Human evolution: your gut has a big brain (Introduction)

by David Turell @, Tuesday, September 21, 2021, 18:45 (947 days ago) @ David Turell

How glia exercise control:

https://medicalxpress.com/news/2021-09-gut-remarkable-role-intestinal-cells.html

"The Gulbransen lab studies enteric glial cells and how they regulate processes in the gut. "Lately researchers have noticed glia have active signaling roles—they talk to other glia, to neurons and to immune cells to regulate homeostasis, like a rheostat that turns neuron activity up or down," he explained.

"Hundreds of millions of neurons line the digestive tract to make the enteric nervous system. It has more neurons than the spinal cord, and the enteric glial cells surround each one. But for a long time, scientists were not excited about glia because they were not excitable cells—electrically speaking.

"'Once scientists could image other types of activity, they discovered the glia do exhibit forms of fast activity, just in different ways, through a type of firing mediated by calcium that allows them to signal to the neurons," said Gulbransen, who was just finishing a Ph.D. in neuroscience at the University Of Colorado Hospital in 2007 when new research suggested that glia not only communicated with other cells, but also expressed an antigen known as major histocompatibility complex class II, or MHC-II, in patients with Crohn's disease.

"'There are cells that present antigens such as MHC-II, and glia are one of them, but no one had studied their role in the immune system" Gulbransen explained. "Also, one of the major pathways and genes that are altered in IBD is MHC-II, and antigen presentation has been thought of as a dysfunctional mechanism in people with IBD."

"By comparing genetically modified mice incapable of expressing MHC-II on enteric glia to ones with fully functional expression of MHC-II, Aaron teased out the important function these molecules play. Presence of MHC-II antigens during inflammation triggered the signaling and activation of T- and B-cells that in turn activated immune cell subsets involved in anti-inflammatory mechanisms. Without MHC-II, the immune cells that reduce inflammation were much quieter.

"'The takeaway was that a dysfunction in T-cell activation means a person would have more activity towards more bacteria coming across the gut barrier and that drives more inflammation and tissue damage," Gulbransen said.

***

Like their unexpected ability to signal to other neurons through calcium instead of electricity, the researchers discovered that the glia also found an unexpected way to drive the expression of MHC-II and communicate with immune cells—autophagy, or the process of a cell eating components of itself. The glia sacrificed their own bodies to protect enteric neurons from inflammation.
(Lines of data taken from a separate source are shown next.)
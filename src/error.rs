//! Error types for the Basil IL toolchain

use thiserror::Error;

use crate::support::source::SourceLoc;

/// Toolchain errors
#[derive(Error, Debug, Clone)]
pub enum Error {
    /// Malformed IL text. Parsing aborts; no partial module is returned.
    ///
    /// **Triggered by:** unknown opcode, wrong arity, type mismatch,
    /// dangling label, non-SSA redefinition
    #[error("parse error at {file}:{line}:{col}: {message}")]
    Parse {
        /// File the offending token came from
        file: String,
        /// Line of the offending token (1-indexed)
        line: u32,
        /// Column of the offending token (1-indexed)
        col: u32,
        /// Error description
        message: String,
    },

    /// Structural, SSA, or type violation found by the verifier.
    ///
    /// Carries the number of accumulated diagnostics; the full report is
    /// returned alongside by [`crate::verify::verify_module`].
    #[error("module failed verification with {count} error(s)")]
    Verify {
        /// Number of diagnostics in the report
        count: usize,
    },

    /// The builder refused an ill-formed construction request
    #[error("builder error: {0}")]
    Build(String),

    /// Runtime fault that terminated execution
    #[error("trap: {kind} (fn=@{func} blk={block} ip=#{ip})")]
    Trap {
        /// What faulted
        kind: TrapKind,
        /// Function the fault occurred in
        func: String,
        /// Block label
        block: String,
        /// Instruction index within the block
        ip: usize,
        /// Source location when known
        loc: SourceLoc,
    },

    /// Host bridge failure (unregistered extern, signature mismatch)
    #[error("host error: {0}")]
    Host(String),

    /// A pass or the VM violated one of its own invariants.
    /// Never recovered from; the driver aborts with a nonzero exit.
    #[error("internal invariant violated: {0}")]
    Internal(String),

    /// Filesystem failure surfaced by the driver
    #[error("io error: {path}: {message}")]
    Io {
        /// Path involved
        path: String,
        /// OS error text
        message: String,
    },
}

/// Runtime fault kinds recognized by the VM
#[derive(Debug, Clone, Copy, PartialEq, Eq)]
pub enum TrapKind {
    /// Integer division or remainder by zero
    DivideByZero,
    /// `sdiv`/`srem` overflow: `INT64_MIN / -1`
    IntegerOverflow,
    /// Load or store through a null pointer
    NullPointer,
    /// Typed load/store not naturally aligned
    Misaligned,
    /// Load or store outside any mapped region
    OutOfBounds,
    /// Explicit `trap` instruction reached
    Explicit,
    /// Frame stack space or call depth exhausted
    StackExhausted,
}

impl std::fmt::Display for TrapKind {
    fn fmt(&self, f: &mut std::fmt::Formatter<'_>) -> std::fmt::Result {
        let text = match self {
            TrapKind::DivideByZero => "divide by zero",
            TrapKind::IntegerOverflow => "integer overflow",
            TrapKind::NullPointer => "null pointer access",
            TrapKind::Misaligned => "misaligned access",
            TrapKind::OutOfBounds => "out-of-bounds access",
            TrapKind::Explicit => "explicit trap",
            TrapKind::StackExhausted => "stack exhausted",
        };
        f.write_str(text)
    }
}

impl Error {
    /// Create a parse error pinned to a token location
    pub fn parse(file: impl Into<String>, line: u32, col: u32, message: impl Into<String>) -> Self {
        Error::Parse {
            file: file.into(),
            line,
            col,
            message: message.into(),
        }
    }

    /// Create a builder error with a message
    pub fn build(msg: impl Into<String>) -> Self {
        Error::Build(msg.into())
    }

    /// Create an internal invariant error with a message
    pub fn internal(msg: impl Into<String>) -> Self {
        Error::Internal(msg.into())
    }

    /// Wrap an IO failure with the path it happened on
    pub fn io(path: impl Into<String>, err: &std::io::Error) -> Self {
        Error::Io {
            path: path.into(),
            message: err.to_string(),
        }
    }
}

/// Result type for toolchain operations
pub type Result<T> = std::result::Result<T, Error>;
"'That was really interesting because autophagy is a big pathway that is dysregulated in IBD," Gulbransen explained. "If these processes don't work very well, you lose the effective activation of tolerogenic immune cells and get overactivation of the immune system.'"

Comment: Studying a gut disease finds out how processes work employing glia. What I see is the amazing design involved in producing a precisely controlling brain for the gut.